Financing Competitors: Shadow Banks' Funding and Mortgage Market Competition
68 Pages Posted: 14 Apr 2020 Last revised: 9 Apr 2021
Date Written: December 13, 2019
Using novel shadow bank funding data that is linked to downstream loan-level mortgage data, I find that shadow banks that originate half of the mortgages in the U.S. are predominately funded by their competitors in the loan market: traditional depository banks that originate the same types of loans in the same regions. Empirical evidence suggests that banks have market power in the upstream market for shadow banks’ funding, which in turn softens competition in the downstream mortgage origination market. To better understand how relationship lending in the upstream market affects competition in the downstream market, I build a quantitative model, which incorporates the forces that I empirically document.
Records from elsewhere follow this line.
use std::fmt;
use std::sync::Arc;

use super::cache::TileContext;
use super::TileId;

/// Whether a handle may modify the tile it pins.
#[derive(Debug, Clone, Copy, PartialEq, Eq, Hash)]
pub enum Access {
    Read,
    Write,
}

pub(crate) enum HandleData {
    /// Shared snapshot of the resident buffer
    Shared(Arc<Vec<u8>>),
    /// Buffer checked out of the cache for exclusive writing
    Exclusive(Vec<u8>),
}

/// Pinned access to one tile's pixel memory.
///
/// While a handle is alive the tile cannot be evicted. Dropping the handle
/// releases the pin; a write handle also hands its buffer back to the cache,
/// marking the tile dirty if it was modified.
pub struct TileHandle {
    ctx: TileContext,
    id: TileId,
    width: u32,
    height: u32,
    bytes_per_pixel: usize,
    data: Option<HandleData>,
    dirty: bool,
}

impl TileHandle {
    pub(crate) fn new(
        ctx: TileContext,
        id: TileId,
        width: u32,
        height: u32,
        bytes_per_pixel: usize,
        data: HandleData,
    ) -> Self {
        Self {
            ctx,
            id,
            width,
            height,
            bytes_per_pixel,
            data: Some(data),
            dirty: false,
        }
    }

    pub fn id(&self) -> TileId {
        self.id
    }

    pub fn access(&self) -> Access {
        match self.data {
            Some(HandleData::Exclusive(_)) => Access::Write,
            _ => Access::Read,
        }
    }

    /// Effective width of the tile in pixels.
    pub fn width(&self) -> u32 {
        self.width
    }

    /// Effective height of the tile in pixels.
    pub fn height(&self) -> u32 {
        self.height
    }

    pub fn bytes_per_pixel(&self) -> usize {
        self.bytes_per_pixel
    }

    /// Distance in bytes between the starts of consecutive rows.
    pub fn row_stride(&self) -> usize {
        self.width as usize * self.bytes_per_pixel
    }

    pub fn is_dirty(&self) -> bool {
        self.dirty
    }

    pub fn data(&self) -> &[u8] {
        match &self.data {
            Some(HandleData::Shared(buf)) => buf.as_slice(),
            Some(HandleData::Exclusive(buf)) => buf.as_slice(),
            None => &[],
        }
    }

    /// Mutable pixels. Marks the tile dirty.
    ///
    /// # Panics
    /// Panics on a read handle.
    pub fn data_mut(&mut self) -> &mut [u8] {
        match &mut self.data {
            Some(HandleData::Exclusive(buf)) => {
                self.dirty = true;
                buf.as_mut_slice()
            }
            _ => panic!("tile {} was acquired read-only", self.id),
        }
    }

    /// Record a modification made through other means than [`data_mut`](Self::data_mut).
    ///
    /// # Panics
    /// Panics on a read handle.
    pub fn mark_dirty(&mut self) {
        assert!(
            self.access() == Access::Write,
            "tile {} was acquired read-only",
            self.id
        );
        self.dirty = true;
    }

    /// Take the pinned buffer without releasing it to the cache.
    pub(crate) fn detach(mut self) -> Option<HandleData> {
        self.data.take()
    }
}

impl fmt::Debug for TileHandle {
    fn fmt(&self, f: &mut fmt::Formatter<'_>) -> fmt::Result {
        f.debug_struct("TileHandle")
            .field("id", &self.id)
            .field("access", &self.access())
            .field("width", &self.width)
            .field("height", &self.height)
            .field("dirty", &self.dirty)
            .finish()
    }
}

impl Drop for TileHandle {
    fn drop(&mut self) {
        if let Some(data) = self.data.take() {
            self.ctx.release(self.id, data, self.dirty);
        }
    }
}
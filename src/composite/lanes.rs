//! Portable SIMD kernels on `wide` vector types.
//!
//! Byte-wise modes (min, max, saturating add/sub, absolute difference) run
//! sixteen channels at a time as `u8x16`. Modes that need a product widen
//! eight channels to `u16x8` and divide by 255 with the same shift sequence
//! as [`reference::mul_div255`](super::reference). Tails shorter than one
//! vector fall back to the scalar kernels.

use wide::{i16x8, u16x8, u8x16};

use super::mode::CompositeMode;
use super::reference;

pub const SUPPORTED: &[CompositeMode] = &[
    CompositeMode::Normal,
    CompositeMode::Multiply,
    CompositeMode::Screen,
    CompositeMode::Difference,
    CompositeMode::Addition,
    CompositeMode::Subtract,
    CompositeMode::Darken,
    CompositeMode::Lighten,
    CompositeMode::GrainExtract,
    CompositeMode::GrainMerge,
];

#[inline]
fn load16(s: &[u8]) -> u8x16 {
    let mut a = [0u8; 16];
    a.copy_from_slice(&s[..16]);
    u8x16::new(a)
}

#[inline]
fn widen8(s: &[u8]) -> u16x8 {
    u16x8::new(std::array::from_fn(|i| s[i] as u16))
}

#[inline]
fn widen8_signed(s: &[u8]) -> i16x8 {
    i16x8::new(std::array::from_fn(|i| s[i] as i16))
}

#[inline]
fn store_narrow(v: u16x8, out: &mut [u8]) {
    for (o, x) in out[..8].iter_mut().zip(v.to_array()) {
        *o = x as u8;
    }
}

#[inline]
fn store_narrow_signed(v: i16x8, out: &mut [u8]) {
    for (o, x) in out[..8].iter_mut().zip(v.to_array()) {
        *o = x as u8;
    }
}

/// `(x + 128 + ((x + 128) >> 8)) >> 8` per lane.
#[inline]
fn div255(x: u16x8) -> u16x8 {
    let t = x + u16x8::splat(128);
    (t + (t >> 8)) >> 8
}

#[inline]
fn mul8(a: u16x8, b: u16x8) -> u16x8 {
    div255(a * b)
}

/// Blend `src` onto `dst` channel by channel.
///
/// # Panics
/// Panics if `mode` is not in [`SUPPORTED`].
pub fn blend(mode: CompositeMode, src: &[u8], dst: &[u8], out: &mut [u8]) {
    let n = out.len().min(src.len()).min(dst.len());
    let step = match mode {
        CompositeMode::Multiply
        | CompositeMode::Screen
        | CompositeMode::GrainExtract
        | CompositeMode::GrainMerge => 8,
        _ => 16,
    };
    let body = n - n % step;

    for i in (0..body).step_by(step) {
        let (s, d, o) = (&src[i..], &dst[i..], &mut out[i..]);
        match mode {
            CompositeMode::Normal => o[..16].copy_from_slice(&s[..16]),
            CompositeMode::Difference => {
                let (a, b) = (load16(s), load16(d));
                let r = a.max(b) - a.min(b);
                o[..16].copy_from_slice(&r.to_array());
            }
            CompositeMode::Addition => {
                let r = load16(s).saturating_add(load16(d));
                o[..16].copy_from_slice(&r.to_array());
            }
            CompositeMode::Subtract => {
                let r = load16(d).saturating_sub(load16(s));
                o[..16].copy_from_slice(&r.to_array());
            }
            CompositeMode::Darken => {
                let r = load16(s).min(load16(d));
                o[..16].copy_from_slice(&r.to_array());
            }
            CompositeMode::Lighten => {
                let r = load16(s).max(load16(d));
                o[..16].copy_from_slice(&r.to_array());
            }
            CompositeMode::Multiply => store_narrow(mul8(widen8(s), widen8(d)), o),
            CompositeMode::Screen => {
                let full = u16x8::splat(255);
                let r = full - mul8(full - widen8(s), full - widen8(d));
                store_narrow(r, o);
            }
            CompositeMode::GrainExtract => {
                let r = widen8_signed(d) - widen8_signed(s) + i16x8::splat(128);
                store_narrow_signed(r.max(i16x8::splat(0)).min(i16x8::splat(255)), o);
            }
            CompositeMode::GrainMerge => {
                let r = widen8_signed(d) + widen8_signed(s) - i16x8::splat(128);
                store_narrow_signed(r.max(i16x8::splat(0)).min(i16x8::splat(255)), o);
            }
            _ => panic!("{mode} has no lane kernel"),
        }
    }

    reference::blend(mode, &src[body..n], &dst[body..n], &mut out[body..n]);
}

/// `(b * w + d * (255 - w) + 127) / 255` per channel.
pub fn mix(blended: &[u8], dst: &[u8], weight: &[u8], out: &mut [u8]) {
    let n = out.len().min(blended.len()).min(dst.len()).min(weight.len());
    let body = n - n % 8;
    let full = u16x8::splat(255);

    for i in (0..body).step_by(8) {
        let w = widen8(&weight[i..]);
        let x = widen8(&blended[i..]) * w + widen8(&dst[i..]) * (full - w);
        store_narrow(div255(x), &mut out[i..]);
    }

    reference::mix_slice(
        &blended[body..n],
        &dst[body..n],
        &weight[body..n],
        &mut out[body..n],
    );
}
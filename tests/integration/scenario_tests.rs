//! End-to-end scenarios through the engine.
//!
//! Tests verify:
//! - A canvas far larger than the budget round-trips through a swap file
//! - Stale swap files of dead processes are removed at startup
//! - Engine compositing and budget notifications

use std::path::PathBuf;

use tile_composite::io::{clean_stale_swap_files, FileBacking};
use tile_composite::region::ops;
use tile_composite::{
    Access, CompositeMode, CoreConfig, Engine, PixelFormat, Rect, SwapStore, TileContext,
};

use super::test_utils::{fill_pattern, pattern_image, ScratchDir};

// =============================================================================
// Large Canvas Under a One-Tile Budget
// =============================================================================

#[test]
fn test_solid_fill_roundtrip_with_one_tile_budget() {
    let dir = ScratchDir::new("one-tile");
    let swap_path = dir.join("tileswap.scenario");
    let ctx = TileContext::new(
        64 * 64 * 4,
        64,
        SwapStore::new(FileBacking::new(&swap_path)),
    );
    let canvas = ctx.create_canvas(300, 300, PixelFormat::Rgba);

    ops::fill(&canvas.full_region(Access::Write), &[12, 34, 56, 78]).unwrap();
    assert!(swap_path.exists());

    let pixels = canvas.read_all().unwrap();
    assert_eq!(pixels.len(), 300 * 300 * 4);
    assert!(pixels.chunks_exact(4).all(|px| px == [12, 34, 56, 78]));

    let stats = ctx.stats();
    assert!(stats.resident_bytes <= stats.budget);
    // 5x5 tiles, every one written out once and faulted back once
    assert_eq!(stats.swap_writes, 25);
    assert_eq!(stats.faults, 25);

    drop(canvas);
    assert_eq!(ctx.stats().swap_used_bytes, 0);
    drop(ctx);
    assert!(!swap_path.exists());
}

#[test]
fn test_pattern_roundtrip_through_engine() {
    let dir = ScratchDir::new("engine-pattern");
    let config = CoreConfig {
        swap_dir: Some(dir.path().to_path_buf()),
        tile_cache_size: "48KiB".to_string(),
        tile_size: 32,
        ..CoreConfig::default()
    };
    let engine = Engine::init(&config).unwrap();
    let canvas = engine.new_canvas(257, 129, PixelFormat::Rgb);

    fill_pattern(&canvas);
    assert!(engine.swap_path().exists());
    assert_eq!(canvas.read_all().unwrap(), pattern_image(257, 129, PixelFormat::Rgb));

    let stats = engine.stats();
    assert!(stats.peak_resident_bytes <= stats.budget + 32 * 32 * 3);
}

// =============================================================================
// Stale Swap Cleanup
// =============================================================================

fn seed_swap_files(dir: &ScratchDir) -> PathBuf {
    let own = dir.join(&format!("tileswap.{}", std::process::id()));
    for name in ["tileswap.1", "tileswap.notapid", "other.1"] {
        std::fs::write(dir.join(name), b"stale").unwrap();
    }
    std::fs::write(&own, b"mine").unwrap();
    own
}

#[test]
fn test_stale_cleanup_removes_only_dead_owners() {
    let dir = ScratchDir::new("stale");
    let own = seed_swap_files(&dir);

    // pid 1 is reported dead; the current process counts as alive regardless
    let removed = clean_stale_swap_files(dir.path(), "tileswap", &|pid: u32| pid != 1).unwrap();
    assert_eq!(removed, vec![dir.join("tileswap.1")]);

    let own_name = own.file_name().unwrap().to_string_lossy().into_owned();
    let mut expected = vec!["other.1".to_string(), "tileswap.notapid".to_string(), own_name];
    expected.sort();
    assert_eq!(dir.file_names(), expected);

    // Even a probe that calls everything dead must spare the current process
    let removed = clean_stale_swap_files(dir.path(), "tileswap", &|_: u32| false).unwrap();
    assert!(removed.is_empty());
    assert!(own.exists());
}

#[test]
fn test_engine_startup_cleans_stale_files() {
    let dir = ScratchDir::new("engine-stale");
    seed_swap_files(&dir);
    let config = CoreConfig {
        swap_dir: Some(dir.path().to_path_buf()),
        ..CoreConfig::default()
    };

    let engine = Engine::init_with_probe(&config, &|pid: u32| pid != 1).unwrap();
    assert_eq!(engine.removed_stale_files(), &[dir.join("tileswap.1")][..]);
    assert!(!dir.join("tileswap.1").exists());
    assert!(dir.join("other.1").exists());
}

#[test]
fn test_missing_swap_dir_is_created() {
    let dir = ScratchDir::new("engine-mkdir");
    let nested = dir.join("a/b/c");
    let config = CoreConfig {
        swap_dir: Some(nested.clone()),
        ..CoreConfig::default()
    };
    let engine = Engine::init(&config).unwrap();
    assert!(nested.is_dir());
    assert!(engine.removed_stale_files().is_empty());
}

// =============================================================================
// Engine Operations
// =============================================================================

#[test]
fn test_engine_composite_at_offset() {
    let dir = ScratchDir::new("engine-composite");
    let config = CoreConfig {
        swap_dir: Some(dir.path().to_path_buf()),
        tile_size: 16,
        ..CoreConfig::default()
    };
    let engine = Engine::init(&config).unwrap();
    let background = engine.new_canvas(40, 40, PixelFormat::Rgb);
    let layer = engine.new_canvas(10, 10, PixelFormat::Rgb);
    ops::fill(&background.full_region(Access::Write), &[100, 100, 100]).unwrap();
    ops::fill(&layer.full_region(Access::Write), &[200, 0, 255]).unwrap();

    let mut updates = 0;
    let mut progress = |_: u64, max: u64, current: u64| {
        assert_eq!(max, 100);
        assert!(current <= max);
        updates += 1;
    };
    engine
        .composite(
            &layer.full_region(Access::Read),
            &background.region(Rect::new(12, 12, 10, 10), Access::Write),
            None,
            CompositeMode::Normal,
            128,
            Some(&mut progress),
        )
        .unwrap();
    assert!(updates >= 2);

    let expect = |s: u32, d: u32| ((s * 128 + d * 127 + 127) / 255) as u8;
    assert_eq!(
        background.pixel(15, 20).unwrap(),
        vec![expect(200, 100), expect(0, 100), expect(255, 100)]
    );
    assert_eq!(background.pixel(11, 12).unwrap(), vec![100, 100, 100]);
    assert_eq!(background.pixel(22, 21).unwrap(), vec![100, 100, 100]);
}

#[test]
fn test_cache_size_change_notification() {
    let dir = ScratchDir::new("engine-budget");
    let config = CoreConfig {
        swap_dir: Some(dir.path().to_path_buf()),
        tile_size: 16,
        ..CoreConfig::default()
    };
    let engine = Engine::init(&config).unwrap();
    let canvas = engine.new_canvas(64, 64, PixelFormat::Gray);
    fill_pattern(&canvas);
    assert_eq!(engine.context().resident_bytes(), 64 * 64);

    engine.on_cache_size_changed(2 * 16 * 16).unwrap();
    assert!(engine.context().resident_bytes() <= 2 * 16 * 16);
    assert_eq!(engine.stats().budget, 2 * 16 * 16);
    assert_eq!(canvas.read_all().unwrap(), pattern_image(64, 64, PixelFormat::Gray));
}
The calibrated model shows that banks’ upstream market power significantly reduces mortgage lending volume and consumer surplus. These costs are largely borne by consumers in more concentrated markets, implying that shadow bank competition is least useful to the consumers who would benefit most from it. Lastly, I use the model to show that limited regulatory interventions could substantially increase downstream competition as would technological developments – such as faster GSE loan purchase program - which would reduce shadow banks’ reliance on their competitors.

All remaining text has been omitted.